Collected data:
BEGIN

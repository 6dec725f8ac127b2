//! FSRS acquire: repeated camera bursts at a fixed delay.
//!
//! Every burst updates the incremental mean and is kept as an intermediate
//! set. With "Continuous" checked the experiment becomes the alignment loop:
//! it reads bursts until stopped and only the latest one is kept.

use async_trait::async_trait;
use parking_lot::Mutex;
use serde_json::json;
use std::path::PathBuf;
use std::sync::Arc;
use std::time::Duration;
use tracing::{debug, info, warn};

use crate::data::{ColumnTable, FrameAccumulator, MeasurementMode, ResultSink, TsvFileSink};
use crate::error::AppResult;
use crate::experiment::context::ScanContext;
use crate::experiment::events::{Measurement, ScanUpdate, ShutterState};
use crate::experiment::protocols::{acquire_spectrum, indexed_path, ScanProtocol, NO_CHOICES};
use crate::experiment::{Collaborators, Experiment, ScanPlan, START_EVENT};
use crate::hardware::capabilities::Camera;
use crate::hardware::registry::{BindingContext, Bound};
use crate::modules::Module;
use crate::property::{PropertyKind, PropertySet, PropertySpec};

/// Pause between bursts in continuous mode.
const FOCUS_INTERVAL: Duration = Duration::from_millis(50);

const MEASUREMENT_CHOICES: [&str; 3] = ["FSRS", "TA", "T/T0"];

struct AcquireRun {
    mode: MeasurementMode,
    sets: usize,
    continuous: bool,
    data: FrameAccumulator,
}

/// Fixed-delay spectrum acquisition.
pub struct FsrsAcquire {
    properties: PropertySet,
    cameras: Collaborators<dyn Camera>,
    sink: Arc<dyn ResultSink>,
    run: Mutex<Option<AcquireRun>>,
}

impl FsrsAcquire {
    /// Experiment saving through a [`TsvFileSink`].
    pub fn new() -> AppResult<Self> {
        let properties = PropertySet::from_specs(vec![
            PropertySpec::new("Camera", PropertyKind::Choice, 0).choices(NO_CHOICES),
            PropertySpec::new("Mode", PropertyKind::Choice, 0).choices(MEASUREMENT_CHOICES),
            PropertySpec::new("# of Frames", PropertyKind::Spin, 8000).info(json!([2, 20000])),
            PropertySpec::new("# of Sets", PropertyKind::Spin, 1).info(json!([1, 20000])),
            PropertySpec::new("Continuous", PropertyKind::Checkbox, false).info("focus mode"),
            PropertySpec::new("Progress", PropertyKind::Progress, 0),
            PropertySpec::new("Save Last", PropertyKind::Button, "Save").event("on_save"),
            PropertySpec::new("Save To", PropertyKind::File, "fsrs_acquire.dat").info("save"),
            PropertySpec::new("Start", PropertyKind::Button, "Acquire").event(START_EVENT),
        ])?;
        Ok(Self {
            properties,
            cameras: Collaborators::new(),
            sink: Arc::new(TsvFileSink::new()),
            run: Mutex::new(None),
        })
    }

    /// Default save location, relative to `dir`.
    pub fn with_output_dir(self, dir: &str) -> AppResult<Self> {
        let file = PathBuf::from(dir).join("fsrs_acquire.dat");
        self.properties
            .set_value("save to", file.to_string_lossy().into_owned())?;
        Ok(self)
    }

    /// Write results through `sink` instead of the file system.
    pub fn with_sink(mut self, sink: Arc<dyn ResultSink>) -> Self {
        self.sink = sink;
        self
    }

    /// Write the mean of the last acquisition to "Save To", plus one file per
    /// set when more than one was kept. Returns the number of files written.
    pub fn save(&self) -> AppResult<usize> {
        let guard = self.run.lock();
        let Some(data) = guard.as_ref().map(|run| &run.data).filter(|d| !d.is_empty()) else {
            warn!(experiment = self.name(), "nothing to save yet");
            return Ok(0);
        };

        let path = PathBuf::from(self.properties.value("save to")?.as_text().trim());
        self.sink
            .write_table(&path, &ColumnTable::from_columns(data.mean())?)?;
        let mut written = 1;
        if data.retained_len() > 1 {
            for index in 0..data.retained_len() {
                if let Some(set) = data.retained(index) {
                    self.sink
                        .write_table(&indexed_path(&path, index), &ColumnTable::from_columns(set)?)?;
                    written += 1;
                }
            }
        }
        info!(experiment = self.name(), path = %path.display(), files = written, "acquisition saved");
        Ok(written)
    }
}

#[async_trait]
impl Module for FsrsAcquire {
    fn name(&self) -> &str {
        "FSRS Acquire"
    }

    fn properties(&self) -> &PropertySet {
        &self.properties
    }

    async fn initialize(&self, ctx: &BindingContext<'_>) -> AppResult<()> {
        self.cameras.bind(&self.properties, "camera", ctx.cameras())
    }

    fn handle_event(&self, event: &str) -> AppResult<()> {
        if event == "on_save" {
            self.save()?;
        }
        Ok(())
    }
}

impl Experiment for FsrsAcquire {
    fn prepare(&self) -> AppResult<ScanPlan> {
        let snapshot = self.properties.snapshot();
        let camera = self.cameras.require(snapshot.index("camera")?, self.name(), "camera")?;
        let mode = MeasurementMode::from_index(snapshot.index("mode")?);
        let frames = snapshot.count("frames")?;
        let sets = snapshot.count("sets")?.max(1);
        let continuous = snapshot.flag("continuous")?;

        self.properties.set_value("progress", 0.0)?;
        *self.run.lock() = Some(AcquireRun {
            mode,
            sets,
            continuous,
            data: FrameAccumulator::retaining(),
        });
        info!(experiment = self.name(), %mode, frames, sets, continuous, "acquisition prepared");

        let protocol = AcquireProtocol {
            camera: camera.clone(),
            frames,
            sets: (!continuous).then_some(sets),
            completed: 0,
        };
        Ok(ScanPlan::new(protocol).using(&camera))
    }

    fn on_update(&self, update: &ScanUpdate) -> AppResult<()> {
        let Measurement::Spectrum(frame) = &update.measurement else {
            return Ok(());
        };
        let mut guard = self.run.lock();
        let Some(run) = guard.as_mut() else {
            return Ok(());
        };
        if frame.degraded {
            warn!(experiment = self.name(), set = update.set, "placeholder spectrum skipped");
            return Ok(());
        }

        let a = run.mode.transform(&frame.ratio);
        if run.continuous {
            run.data.reset();
        }
        run.data
            .push([a.as_slice(), frame.channel_a.as_slice(), frame.channel_b.as_slice()])?;

        if !run.continuous {
            let percent = (run.data.count() * 100 / run.sets).min(100);
            drop(guard);
            self.properties.set_value("progress", percent as f64)?;
        }
        Ok(())
    }
}

// =============================================================================
// Protocol
// =============================================================================

struct AcquireProtocol {
    camera: Bound<dyn Camera>,
    frames: usize,
    /// `None` runs until cancelled
    sets: Option<usize>,
    completed: usize,
}

#[async_trait]
impl ScanProtocol for AcquireProtocol {
    async fn run(&mut self, ctx: &ScanContext) -> AppResult<()> {
        if !ctx.sleep(ctx.timing().pre_scan_delay()).await {
            return Ok(());
        }
        while self.sets.map_or(true, |sets| self.completed < sets) {
            let frame = acquire_spectrum(&self.camera, self.frames, ctx).await?;
            if ctx.is_cancelled() {
                break;
            }
            ctx.update(ScanUpdate {
                set: self.completed,
                point: None,
                position: 0.0,
                shutter: ShutterState::Open,
                measurement: Measurement::Spectrum(frame),
                progress: None,
            })
            .await?;
            self.completed += 1;

            if self.sets.is_none() && !ctx.sleep(FOCUS_INTERVAL).await {
                break;
            }
        }
        debug!(experiment = ctx.experiment(), bursts = self.completed, "acquisition loop done");
        Ok(())
    }

    async fn cleanup(&mut self, _ctx: &ScanContext) -> AppResult<()> {
        Ok(())
    }

    fn completed_sets(&self) -> usize {
        self.completed
    }
}

#[cfg(test)]
mod tests {
    use super::*;
    use crate::data::MemorySink;
    use crate::experiment::protocols::testing::{apply_events, context, Bench, BENCH_WIDTH};
    use crate::modules::ModuleEntry;
    use std::path::Path;

    async fn bench(sink: Arc<MemorySink>) -> (Bench, Arc<FsrsAcquire>) {
        let acquire = Arc::new(FsrsAcquire::new().unwrap().with_sink(sink));
        let bench = Bench::new(ModuleEntry::experiment(acquire.clone())).await;
        acquire.properties().set_value("frames", 4i64).unwrap();
        acquire.properties().set_value("save to", "out/spec.dat").unwrap();
        (bench, acquire)
    }

    #[tokio::test]
    async fn test_sets_are_averaged_and_saved_individually() {
        let sink = Arc::new(MemorySink::new());
        let (_bench, acquire) = bench(sink.clone()).await;
        acquire.properties().set_value("sets", 3i64).unwrap();

        let mut plan = acquire.prepare().unwrap();
        assert_eq!(plan.devices, vec!["Dummy Camera"]);
        let (ctx, mut rx) = context("FSRS Acquire");
        plan.protocol.run(&ctx).await.unwrap();
        assert_eq!(plan.protocol.completed_sets(), 3);
        assert_eq!(apply_events(&mut rx, acquire.as_ref()).len(), 3);
        assert_eq!(
            acquire.properties().value("progress").unwrap().as_f64(),
            Some(100.0)
        );

        acquire.handle_event("on_save").unwrap();
        let mean = sink.table(Path::new("out/spec.dat")).unwrap();
        assert_eq!(mean.column_count(), 3);
        assert_eq!(mean.row_count(), BENCH_WIDTH);
        for i in 0..3 {
            assert!(sink.table(format!("out/spec_{i}.dat")).is_some());
        }
    }

    #[tokio::test]
    async fn test_single_set_writes_only_the_mean() {
        let sink = Arc::new(MemorySink::new());
        let (_bench, acquire) = bench(sink.clone()).await;
        assert_eq!(acquire.save().unwrap(), 0);

        let mut plan = acquire.prepare().unwrap();
        let (ctx, mut rx) = context("FSRS Acquire");
        plan.protocol.run(&ctx).await.unwrap();
        apply_events(&mut rx, acquire.as_ref());
        assert_eq!(acquire.save().unwrap(), 1);
        assert_eq!(sink.table_paths(), vec![PathBuf::from("out/spec.dat")]);
    }

    #[tokio::test]
    async fn test_continuous_mode_runs_until_cancelled() {
        let sink = Arc::new(MemorySink::new());
        let (_bench, acquire) = bench(sink).await;
        acquire.properties().set_value("continuous", true).unwrap();

        let mut plan = acquire.prepare().unwrap();
        let (ctx, mut rx) = context("FSRS Acquire");
        let cancel = ctx.cancel_token().clone();
        let task = tokio::spawn(async move {
            plan.protocol.run(&ctx).await.unwrap();
            plan.protocol.completed_sets()
        });
        tokio::time::sleep(Duration::from_millis(200)).await;
        cancel.cancel();
        let bursts = task.await.unwrap();
        assert!(bursts >= 2, "only {bursts} bursts");

        apply_events(&mut rx, acquire.as_ref());
        let guard = acquire.run.lock();
        assert_eq!(guard.as_ref().unwrap().data.count(), 1);
    }
}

END

- [Work required]: Scan the entries above for the string "lock" and copy each line that contains it.

- [Response]:
        let guard = self.run.lock();
        *self.run.lock() = Some(AcquireRun {
        let mut guard = self.run.lock();
        let guard = acquire.run.lock();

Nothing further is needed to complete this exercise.